From: CE Whitehead <cewcathar@hotmail.com>
Date: Thu, 15 Mar 2007 13:08:07 -0500
Message-ID: <BAY114-F938E8EBA76F800D804DBAB3720@phx.gbl>
To: ishida@w3.org
Cc: www-international@w3.org

Hi,
Dr. Ishida, Mark--
Section 3 does introduce meta data and such but not the illustrations

I would just copy something brief from the beginning of section 4.2 into the 
top of 4.1
{e.g., "In section 4.2 <link> this document recommends that you declare the 
text-processing language for content, using attributes on the html element 
(? and on any element where the content-language changes???).  This document 
also recommends using the HTTP Content Language header and/or the meta 
element set to Content-Language to indicate the audience language[s]." }

"4.2 Which approach should I use?

"In short, this document recommends that you always declare the 
text-processing language for content, at the document level and wherever the 
language of the content changes. We recommend that you do so using 
attributes in the html element and on any element containing content in a 
different language.

"If you want to provide metadata about the language of the document's 
intended audience, you should use one or more of the other mechanisms 
described in the previous section in addition to the attributes."


{A note on 4.2, Par 2;
I would specify the other mechanisms:
"should use the HTTP Content Language header and/or the meta element set to 
Content-Language" }


{Then--can you indicate the primary uses of the various illustrations in 4.1
in the section titles ??? That would be quick and helpful }
4.1.4 HTTP header  { ? > The HTTP Header (Audience Language) }


4.1.7  DOCTYPE declarations (Not for setting natural language) is a real 
mess because people looking over it fast may assume
that you use this declaration to set language


* **
Also on another issue (Best Practice 6, section 5):

"Best Practice 6: Choosing between Content-Language and attributes
"Use language attributes rather than HTTP or meta elements to declare the 
default text-processing language.

"How to: Use the lang  and/or xml:lang attributes on the html tag. Example 
14 declares an HTML document to be in Canadian French."

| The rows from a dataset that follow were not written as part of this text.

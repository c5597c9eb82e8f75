// SPDX-License-Identifier: GPL-3.0-only

//! Bridge between the registry and the system device manager

use std::path::PathBuf;
use std::sync::Arc;

use storage_contracts::{DeviceManager, StorageError};
use storage_types::{DeviceEventKind, DeviceRecord, MountState, StorageId, StorageState};
use tracing::{debug, warn};

/// Resolves external storage ids to live device records
///
/// Every call goes to the device manager; nothing is cached. Transport
/// failures surface as [`StorageErrorKind::Io`](storage_contracts::StorageErrorKind::Io).
#[derive(Clone)]
pub struct ExternalDeviceResolver {
    manager: Arc<dyn DeviceManager>,
}

impl ExternalDeviceResolver {
    pub fn new(manager: Arc<dyn DeviceManager>) -> Self {
        Self { manager }
    }

    /// Snapshot of every device currently known to the manager
    pub fn list_devices(&self) -> Result<Vec<DeviceRecord>, StorageError> {
        self.manager.list_devices().map_err(|e| {
            warn!("Failed to list external devices: {}", e);
            StorageError::from(e)
        })
    }

    pub fn get_device(&self, id: StorageId) -> Result<DeviceRecord, StorageError> {
        let device = self.manager.device_info(id).map_err(|e| {
            warn!("Cannot get the storage with id {}: {}", id, e);
            StorageError::from(e)
        })?;

        if !device.storage_id.is_valid() {
            debug!("Storage {} is not a live device", id);
            return Err(StorageError::no_such_device(format!(
                "storage {id} does not resolve to a device"
            )));
        }
        Ok(device)
    }

    /// Public state of `device` as seen through an event of `event`
    ///
    /// A freshly added device is not yet confirmed mounted, so it reports
    /// `Unmountable` until the matching change event arrives.
    pub fn translate_state(device: &DeviceRecord, event: DeviceEventKind) -> StorageState {
        match event {
            DeviceEventKind::Added => StorageState::Unmountable,
            DeviceEventKind::Removed => StorageState::Removed,
            DeviceEventKind::Changed => match device.mount_state {
                MountState::Unmounted => StorageState::Unmountable,
                MountState::Mounted if device.is_read_only_mount() => {
                    StorageState::MountedReadOnly
                }
                MountState::Mounted => StorageState::Mounted,
            },
        }
    }

    /// Current state of a device fetched by query rather than by event
    pub fn device_state(device: &DeviceRecord) -> StorageState {
        Self::translate_state(device, DeviceEventKind::Changed)
    }

    /// Mount point of the first device flagged as a primary partition
    pub fn get_primary_mount_path(&self) -> Result<PathBuf, StorageError> {
        self.list_devices()?
            .into_iter()
            .find(|device| device.primary)
            .map(|device| PathBuf::from(device.mount_point))
            .ok_or_else(|| StorageError::no_such_device("no primary partition is present"))
    }

    /// The manager's own primary sdcard partition
    pub fn primary_device(&self) -> Result<DeviceRecord, StorageError> {
        let device = self.manager.primary_sdcard().map_err(|e| {
            warn!("Failed to look up the primary sdcard: {}", e);
            StorageError::from(e)
        })?;

        if !device.storage_id.is_valid() {
            return Err(StorageError::no_such_device("no sdcard is inserted"));
        }
        Ok(device)
    }
}

impl std::fmt::Debug for ExternalDeviceResolver {
    fn fmt(&self, f: &mut std::fmt::Formatter<'_>) -> std::fmt::Result {
        f.debug_struct("ExternalDeviceResolver").finish_non_exhaustive()
    }
}

#[cfg(test)]
mod tests {
    use storage_contracts::{DeviceManagerError, StorageErrorKind};
    use storage_testing::{FakeDeviceManager, sdcard, usb_drive};
    use storage_types::DeviceFlag;

    use super::*;

    fn resolver(manager: &FakeDeviceManager) -> ExternalDeviceResolver {
        ExternalDeviceResolver::new(Arc::new(manager.clone()))
    }

    #[test]
    fn event_kinds_translate_to_public_states() {
        let mut device = sdcard(5, "/media/sd");
        assert_eq!(
            ExternalDeviceResolver::translate_state(&device, DeviceEventKind::Added),
            StorageState::Unmountable
        );
        assert_eq!(
            ExternalDeviceResolver::translate_state(&device, DeviceEventKind::Removed),
            StorageState::Removed
        );
        assert_eq!(
            ExternalDeviceResolver::translate_state(&device, DeviceEventKind::Changed),
            StorageState::Mounted
        );

        device.flags.insert(DeviceFlag::MountReadOnly);
        assert_eq!(
            ExternalDeviceResolver::device_state(&device),
            StorageState::MountedReadOnly
        );

        device.mount_state = MountState::Unmounted;
        assert_eq!(
            ExternalDeviceResolver::device_state(&device),
            StorageState::Unmountable
        );
    }

    #[test]
    fn negative_upstream_id_is_no_such_device() {
        let manager = FakeDeviceManager::with_devices([sdcard(5, "/media/sd")]);
        let resolver = resolver(&manager);

        assert_eq!(
            resolver.get_device(StorageId::new(5)).expect("device").mount_point,
            "/media/sd"
        );
        let err = resolver.get_device(StorageId::new(6)).expect_err("unknown");
        assert_eq!(err.kind, StorageErrorKind::NoSuchDevice);
    }

    #[test]
    fn transport_failures_are_io() {
        let manager = FakeDeviceManager::with_devices([sdcard(5, "/media/sd")]);
        manager.fail_calls(Some(DeviceManagerError::Connection("bus down".to_string())));

        let err = resolver(&manager).list_devices().expect_err("failure");
        assert_eq!(err.kind, StorageErrorKind::Io);
    }

    #[test]
    fn primary_mount_path_scans_the_list() {
        let manager = FakeDeviceManager::with_devices([usb_drive(3, "/media/usb")]);
        let resolver = resolver(&manager);

        let err = resolver.get_primary_mount_path().expect_err("no primary");
        assert_eq!(err.kind, StorageErrorKind::NoSuchDevice);

        manager.insert(sdcard(5, "/media/sd"));
        assert_eq!(
            resolver.get_primary_mount_path().expect("primary"),
            PathBuf::from("/media/sd")
        );
        assert_eq!(
            resolver.primary_device().expect("primary").storage_id,
            StorageId::new(5)
        );
    }
}
// SPDX-License-Identifier: GPL-3.0-only

//! User settings lookups through the `vconftool` CLI

use std::path::PathBuf;
use std::process::Command;

use storage_contracts::{SettingsError, SettingsProvider};
use tracing::{debug, warn};
use which::which;

use crate::error::{Result, SysError};

/// Settings key holding the current call ringtone
pub const RINGTONE_PATH_KEY: &str = "db/setting/sound/call/ringtone_path";

/// [`SettingsProvider`] reading the settings database with `vconftool get`
///
/// The binary is looked up on every call so a registry can be assembled on
/// systems without the tool; only ringtone lookups fail there.
#[derive(Debug, Clone)]
pub struct VconfSettings {
    ringtone_key: String,
}

impl VconfSettings {
    pub fn new(ringtone_key: impl Into<String>) -> Self {
        Self {
            ringtone_key: ringtone_key.into(),
        }
    }

    /// Read one string key
    pub fn get_string(&self, key: &str) -> Result<String> {
        let binary = which("vconftool").map_err(|_| SysError::ToolNotFound("vconftool"))?;

        debug!("Reading setting {} with {:?}", key, binary);
        let output = Command::new(&binary)
            .arg("get")
            .arg(key)
            .output()?;

        if !output.status.success() {
            let stderr = String::from_utf8_lossy(&output.stderr);
            warn!("vconftool get {} failed: {}", key, stderr);
            return Err(SysError::OperationFailed(format!(
                "vconftool get {key} failed: {}",
                stderr.trim()
            )));
        }

        let stdout = String::from_utf8_lossy(&output.stdout);
        parse_string_value(&stdout).ok_or_else(|| {
            SysError::OperationFailed(format!("unexpected vconftool output: {}", stdout.trim()))
        })
    }
}

impl Default for VconfSettings {
    fn default() -> Self {
        Self::new(RINGTONE_PATH_KEY)
    }
}

impl SettingsProvider for VconfSettings {
    fn ringtone_path(&self) -> std::result::Result<PathBuf, SettingsError> {
        let value = self.get_string(&self.ringtone_key).map_err(|e| match e {
            SysError::ToolNotFound(_) => SettingsError::Unavailable(e.to_string()),
            other => SettingsError::InvalidValue {
                key: self.ringtone_key.clone(),
                reason: other.to_string(),
            },
        })?;

        if value.is_empty() {
            return Err(SettingsError::InvalidValue {
                key: self.ringtone_key.clone(),
                reason: "empty value".to_string(),
            });
        }
        Ok(PathBuf::from(value))
    }
}

/// Extract the value from `"<key>, value = <value> (string)"`
fn parse_string_value(output: &str) -> Option<String> {
    let line = output.lines().find(|line| line.contains("value = "))?;
    let (_, value) = line.split_once("value = ")?;
    let value = value.trim_end();
    let value = value.strip_suffix("(string)").unwrap_or(value);
    Some(value.trim().to_string())
}

#[cfg(test)]
mod tests {
    use super::parse_string_value;

    #[test]
    fn parses_string_setting_output() {
        let output = "db/setting/sound/call/ringtone_path, value = /opt/usr/share/settings/Ringtones/ringtone_sdk.mp3 (string)\n";
        assert_eq!(
            parse_string_value(output).as_deref(),
            Some("/opt/usr/share/settings/Ringtones/ringtone_sdk.mp3")
        );
    }

    #[test]
    fn rejects_output_without_value() {
        assert_eq!(parse_string_value("key not found\n"), None);
    }
}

{Add below this:  "(Alternately, Use the lang and/or xml:lang attributes on 
other document elements, when there is no single text processing 
language.)"}

{Of course, Best Practice 6 is not recommending choosing between content 
language and attributes, but instead recommending using both (I think),
but just recommending the attributes for indicating the text processing 
language only
therefore its title should read something like:

"Attributes/ HTML/XHTML Attributes (Not Meta Tag) for Declaring Language of 
Content"

it's necessary to say again here,  "Declaring Language of Content;" people 
have forgotten it!!!}

C. E. Whitehead
cewcathar@hotmail.com



>
>Mark,
>
>I think I understand what you are looking for in (a).  I had thought that 
>Section 2 Why specify language? would fulfill that role, but it doesn't 
>mention the difference between text-processing and metadata, which is 
>fairly crucial to a good answer, but hasn't yet been introduced.
4.2 does mention this I think! Is introduced somewhat in section 3!!!



At the same time, people need to know at an early stage why they should read 
further.
>
>So I'm thinking to retitle section 2 as "Why read this document?"  and add 
>a small section before the current 4.1 with the title "Why specify 
>language" that echos some of section 2 wrt text-processing declarations, 
>and uses the first para of section 4.2.2 for the metadata.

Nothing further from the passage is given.